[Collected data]
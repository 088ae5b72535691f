#![allow(
    clippy::expect_used,
    clippy::unwrap_used,
    clippy::wildcard_imports,
    clippy::indexing_slicing
)]
//! Integration tests for the `validate` command.

mod common;

use std::sync::Arc;

use asfyaml_cli::cli::{GlobalOpts, SelectionOpts};
use asfyaml_cli::commands;
use asfyaml_cli::logging::Logger;
use common::{IntegrationTestContext, TestContextBuilder};

fn global_for(ctx: &IntegrationTestContext) -> GlobalOpts {
    GlobalOpts {
        repo: Some(ctx.root_path().to_path_buf()),
        settings: Some(ctx.write_settings()),
        ..GlobalOpts::default()
    }
}

#[test]
fn valid_document_passes_without_side_effects() {
    let ctx = TestContextBuilder::new()
        .with_document(
            "notifications:\n  commits: commits@foo.apache.org\ngithub:\n  protected_branches:\n    main:\n      required_signatures: true\n",
        )
        .build();
    let log = Arc::new(Logger::new("validate-test"));

    commands::validate::run(&global_for(&ctx), &SelectionOpts::default(), &log).unwrap();

    assert!(ctx.stored("notifications").is_none());
}

#[test]
fn every_error_is_counted() {
    let ctx = TestContextBuilder::new()
        .with_document(
            "notifications:\n  commits: nobody\n  jobs: 42\ngithub:\n  features:\n    wiki: sometimes\n",
        )
        .build();
    let log = Arc::new(Logger::new("validate-test"));

    let err =
        commands::validate::run(&global_for(&ctx), &SelectionOpts::default(), &log).unwrap_err();

    assert_eq!(err.to_string(), "3 validation error(s) in .asf.yaml");
}

#[test]
fn filtered_sections_are_not_validated() {
    let ctx = TestContextBuilder::new()
        .with_document("notifications:\n  commits: commits@foo.apache.org\ngithub:\n  labels: [NOT-LOWERCASE]\n")
        .build();
    let opts = SelectionOpts {
        skip: vec!["github".to_string()],
        ..SelectionOpts::default()
    };
    let log = Arc::new(Logger::new("validate-test"));

    commands::validate::run(&global_for(&ctx), &opts, &log).unwrap();
}

#[test]
fn malformed_yaml_is_reported() {
    let ctx = TestContextBuilder::new()
        .with_document("notifications: [unclosed\n")
        .build();
    let log = Arc::new(Logger::new("validate-test"));

    let err =
        commands::validate::run(&global_for(&ctx), &SelectionOpts::default(), &log).unwrap_err();

    assert!(format!("{err:#}").contains("malformed document .asf.yaml"), "{err:#}");
}

#[test]
fn invalid_environment_flag_is_rejected() {
    let ctx = TestContextBuilder::new().with_document("{}\n").build();
    let opts = SelectionOpts {
        environment: Some("Not Valid".to_string()),
        ..SelectionOpts::default()
    };
    let log = Arc::new(Logger::new("validate-test"));

    let err = commands::validate::run(&global_for(&ctx), &opts, &log).unwrap_err();
    assert!(err.to_string().contains("invalid environment name"));
}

> **Work task**: Examine the data above and state how many of its lines contain the word "commits", with no further remarks.

> **Task solution**: 3